== What this task involves ==
In the records below, how many lines hold the word "RwLock"? Give only the number.

Exercise data Start Marker

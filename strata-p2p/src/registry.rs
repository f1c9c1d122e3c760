//! Registry of connected peers.
//!
//! Maps remote addresses to live peers. Shared by the accept loop and every
//! connection handler of one transport, guarded by a single reader/writer
//! lock that is never held across an `.await`.

use std::collections::HashMap;
use std::net::SocketAddr;
use std::sync::Arc;

use parking_lot::RwLock;

use crate::error::{P2pError, P2pResult};
use crate::peer::{Peer, PeerId};

/// Shared handle to a registered peer.
pub type PeerHandle = Arc<dyn Peer>;

/// Concurrency-safe address -> peer map.
#[derive(Debug, Default)]
pub struct PeerRegistry {
    peers: RwLock<HashMap<SocketAddr, PeerHandle>>,
}

impl PeerRegistry {
    /// Create an empty registry.
    pub fn new() -> Self {
        Self::default()
    }

    /// Insert a peer, replacing any peer registered for the same address.
    ///
    /// Returns the evicted peer so the caller can close it.
    pub fn add(&self, peer: PeerHandle) -> Option<PeerHandle> {
        let addr = peer.remote_addr();
        self.peers.write().insert(addr, peer)
    }

    /// Insert a peer only if its address is not registered yet.
    pub fn try_add(&self, peer: PeerHandle) -> P2pResult<()> {
        let addr = peer.remote_addr();
        let mut peers = self.peers.write();
        if peers.contains_key(&addr) {
            return Err(P2pError::AlreadyConnected { addr });
        }
        peers.insert(addr, peer);
        Ok(())
    }

    /// Remove whatever peer is registered for `addr`.
    pub fn remove(&self, addr: &SocketAddr) -> Option<PeerHandle> {
        self.peers.write().remove(addr)
    }

    /// Remove the entry for `addr` only if it belongs to connection `id`.
    ///
    /// Returns `true` if an entry was removed.
    pub fn remove_peer(&self, addr: &SocketAddr, id: PeerId) -> bool {
        let mut peers = self.peers.write();
        match peers.get(addr) {
            Some(peer) if peer.id() == id => {
                peers.remove(addr);
                true
            }
            _ => false,
        }
    }

    /// Get the peer registered for an address.
    pub fn get(&self, addr: &SocketAddr) -> Option<PeerHandle> {
        self.peers.read().get(addr).cloned()
    }

    /// Check if an address is registered.
    pub fn contains(&self, addr: &SocketAddr) -> bool {
        self.peers.read().contains_key(addr)
    }

    /// Number of registered peers.
    pub fn len(&self) -> usize {
        self.peers.read().len()
    }

    /// Check if the registry is empty.
    pub fn is_empty(&self) -> bool {
        self.peers.read().is_empty()
    }

    /// Snapshot of all registered addresses.
    pub fn addrs(&self) -> Vec<SocketAddr> {
        self.peers.read().keys().copied().collect()
    }

    /// Snapshot of all registered peers.
    pub fn peers(&self) -> Vec<PeerHandle> {
        self.peers.read().values().cloned().collect()
    }

    /// Close every registered peer and clear the registry.
    ///
    /// Returns the number of peers closed.
    pub fn close_all(&self) -> usize {
        let mut peers = self.peers.write();
        let count = peers.len();
        for (addr, peer) in peers.drain() {
            if let Err(e) = peer.close() {
                tracing::debug!(addr = %addr, error = %e, "Failed to close peer");
            }
        }
        count
    }
}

Exercise data End Marker

== Written answer ==
2